Quanto ao turismo, responsável por alçar a cidade a um dos píncaros dos melhores destinos turísticos nacionais e internacionais, torcemos para que a prefeita Conceição coloque seu melhor time em campo para corrigir os históricos erros do passado, travestidos de “turismo de grande porte”, modelo responsável direto pelas verdadeiras tragédias sociais da cidade nos últimos quarenta anos. Excludente pela sua própria natureza, o modelo de turismo que se implantou na cidade nunca deu a ela o retorno socioeconômico esperado. Ou era o dos “ricos”, com o litoral privatizado; ou era o dos criminalizados “pobres”, desprestigiado e vitimado pelo preconceito.

A administração de Neirobis Nagae, o primeiro prefeito angrense com olhar socioambiental  deve servir de paradigma

A decisão estratégica municipal deve ser a de ilhas e praias abertas ao público, economia solidária, turismo de base comunitária - agora com enormes avanços tecnológicos - prestigiados pelo governo federal desde o primeiro mandato de Lula e apoiado por competente aparato legal, estudos qualificados de capacidade de carga, ordenamento territorial, capacitação de mão de obra local, inclusive de caiçaras e comunidades tradicionais.
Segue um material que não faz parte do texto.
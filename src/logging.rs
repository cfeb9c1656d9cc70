//! Logging configuration using the tracing ecosystem.
//!
//! Output goes to a daily-rotated file so it never draws over the terminal
//! UI.

use std::path::PathBuf;

use tracing_appender::rolling::{RollingFileAppender, Rotation};
use tracing_subscriber::{filter::EnvFilter, fmt, prelude::*};

/// Default log filter if neither `RUST_LOG` nor the config sets one.
const DEFAULT_LOG_FILTER: &str = "typeahead=info,warn";

/// Initialize the logging system.
///
/// The filter comes from `RUST_LOG`, then `configured`, then
/// [`DEFAULT_LOG_FILTER`].
///
/// Logs are stored under the platform local data directory, e.g.
/// `~/.local/share/typeahead/logs/` on Linux.
///
/// # Errors
///
/// Returns an error if the log directory cannot be created or the global
/// subscriber is already set.
pub fn init(configured: Option<&str>) -> anyhow::Result<()> {
    let log_dir = get_log_directory()?;
    std::fs::create_dir_all(&log_dir)?;

    let file_appender = RollingFileAppender::new(Rotation::DAILY, &log_dir, "typeahead.log");

    let subscriber = tracing_subscriber::registry()
        .with(
            fmt::layer()
                .with_writer(file_appender)
                .with_ansi(false)
                .with_target(true)
                .with_file(true)
                .with_line_number(true),
        )
        .with(build_filter(configured));

    tracing::subscriber::set_global_default(subscriber)?;

    tracing::info!(version = env!("CARGO_PKG_VERSION"), "typeahead starting up");
    tracing::debug!(log_dir = %log_dir.display(), "Log directory");

    Ok(())
}

fn build_filter(configured: Option<&str>) -> EnvFilter {
    EnvFilter::try_from_default_env()
        .or_else(|_| EnvFilter::try_new(configured.unwrap_or(DEFAULT_LOG_FILTER)))
        .unwrap_or_else(|_| EnvFilter::new(DEFAULT_LOG_FILTER))
}

fn get_log_directory() -> anyhow::Result<PathBuf> {
    let base_dir = dirs::data_local_dir()
        .ok_or_else(|| anyhow::anyhow!("Could not determine local data directory"))?;

    Ok(base_dir.join("typeahead").join("logs"))
}

/// Get the path where logs are stored.
pub fn log_directory() -> Option<PathBuf> {
    get_log_directory().ok()
}

/// Log shutdown.
pub fn shutdown() {
    tracing::info!("typeahead shutting down");
}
Aí reside a verdadeira fonte de riqueza de Angra dos Reis no quesito turismo: um turismo aberto e público.  

O grande custo será não aprendermos com nossos erros, ou, pior ainda, com nossos acertos

Sem esquecer das outras áreas, inclusive e principalmente sociais, entendemos que a formação de um núcleo estratégico deverá ser criado, com o intuito de assessorar a prefeita nas áreas de petróleo e turismo. Temos plena certeza de que o trato competente dessas duas áreas farão do mandato da professora Conceição Rabha uma referência a ser seguida.
Nos primeiros dias de 2013 nossos corações, mentes e olhos estarão voltados para os movimentos da prefeita na direção do diálogo e no fortalecimento da interlocução social.
Torcemos para que a nova administração municipal seja bem sucedida na tarefa de dar cabo aos desmandos e aos desgovernos passados, com a necessária elevação dos níveis de debate político.    O CODIG, por sua vez, continuará cumprindo com seu dever. Presente sempre que possível nos espaços de debates, o CODIG continuará a fortalecer sua atuação cidadã nos conselhos do Parque Estadual da Ilha Grande, da Área de Proteção Ambiental de Tamoios, no Comitê de Bacia Hidrográfica da Baía da Ilha Grande, do qual foi um dos fundadores e que hoje faz parte da sua Diretoria Colegiada e na Coordenação do Mosaico Bocaina, mais um espaço plural de atuação.
E, por fim, mas não finalmente, sempre crítico, buscando o judiciário para fazer valer a lei. 
Que o ano de 2013 seja pleno de igualdade e justiça social.